See more from this Division: ASA Section: Climatology and Modeling
See more from this Session: Symposium--Evolution of Biophysical Measurements: Legacy of the US Water Conservation Lab and Advances in Rapid Phenotyping
Monday, November 7, 2016: 2:55 PM
Phoenix Convention Center North, Room 231 C
Kyle H. Holland, Holland Scientific, Lincoln, NE
Abstract:
Active Optical Sensor (AOS) technology has a long history that spans for almost eight decades. Early use of AOS technology was primarily driven by production agriculture, mainly for selectively thinning plant density in vegetable crops. However, the last decade has seen AOS technology adopted for use in agronomic research. Most recently, AOS technology has evolved for use in high throughput phenotypic sensing applications. These applications require rapid acquisition of plant canopy physical and physiological parameters at plot and field scales. While AOS technologies can provide useful information relating to plant biophysical characteristics, simultaneous measures of other descriptive parameters (upwelling/downwelling PAR, humidity, canopy/ambient temperature, fAPAR, etc…) help provide a clearer picture of plant response to biotic and abiotic stressors.
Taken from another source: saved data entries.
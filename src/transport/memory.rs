// SPDX-License-Identifier: BUSL-1.1
// Copyright (c) 2026 Alfred Jean LLC

//! In-memory channel fabric. Backs the unit and integration tests, and
//! doubles as the default runtime transport when no NATS URL is configured.

use std::collections::HashMap;
use std::sync::{Arc, Mutex};

use tokio::sync::mpsc;

use crate::error::RaymondError;
use crate::message::{Envelope, Kind};

pub type MemoryInbox = mpsc::UnboundedReceiver<Envelope>;

#[derive(Clone)]
pub struct MemoryFabric {
    registry: Arc<Mutex<HashMap<String, mpsc::UnboundedSender<Envelope>>>>,
}

impl MemoryFabric {
    pub fn new() -> Self {
        Self { registry: Arc::new(Mutex::new(HashMap::new())) }
    }

    /// Claim the inbox for `name`, creating its channel. Registering the
    /// same name twice replaces the previous channel (the old receiver is
    /// simply abandoned), mirroring a node rejoining under the same name.
    pub fn register(&self, name: &str) -> MemoryInbox {
        let (tx, rx) = mpsc::unbounded_channel();
        if let Ok(mut registry) = self.registry.lock() {
            registry.insert(name.to_string(), tx);
        }
        rx
    }

    pub fn send(&self, from: &str, to: &str, kind: Kind, body: &str) -> Result<(), RaymondError> {
        let sender = {
            let registry = self
                .registry
                .lock()
                .map_err(|_| RaymondError::TransportSend { peer: to.to_string(), reason: "registry poisoned".to_string() })?;
            registry.get(to).cloned()
        };
        let Some(sender) = sender else {
            return Err(RaymondError::TransportSend { peer: to.to_string(), reason: "no such node".to_string() });
        };
        sender
            .send(Envelope { sender: from.to_string(), kind, body: body.to_string() })
            .map_err(|_| RaymondError::TransportSend { peer: to.to_string(), reason: "receiver dropped".to_string() })
    }
}

impl Default for MemoryFabric {
    fn default() -> Self {
        Self::new()
    }
}

#[cfg(test)]
#[path = "memory_tests.rs"]
mod tests;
Additionally, information obtained can assist in early identification of desired genetic traits and the degree to which they are expressed. Identifying these traits and their expression can provide higher efficiency in genetic selection for breeding programs and define better management practices for genetics and agrochemicals currently on the market. While the extensive amount of data recorded by these sensing systems is efficacious for early trait identification and differentiation, it is imperative that integrated management platforms be implemented in conjunction with sensing systems. Effectively managing geospatial multi-parameter time series data acquired with high-throughput AOS sensing technologies require a complex geographical information system database. This system should rapidly process collected geospatial data assigned to defined zones with specific field characteristics or plots of known treatment. Acquired data can then be utilized to gain insight through a wide variety of integrated exploratory analytics. Integrating big data in multi-dimension will provide greater understanding of genetic and/or treatment response to micro field environments and the trial plot alike.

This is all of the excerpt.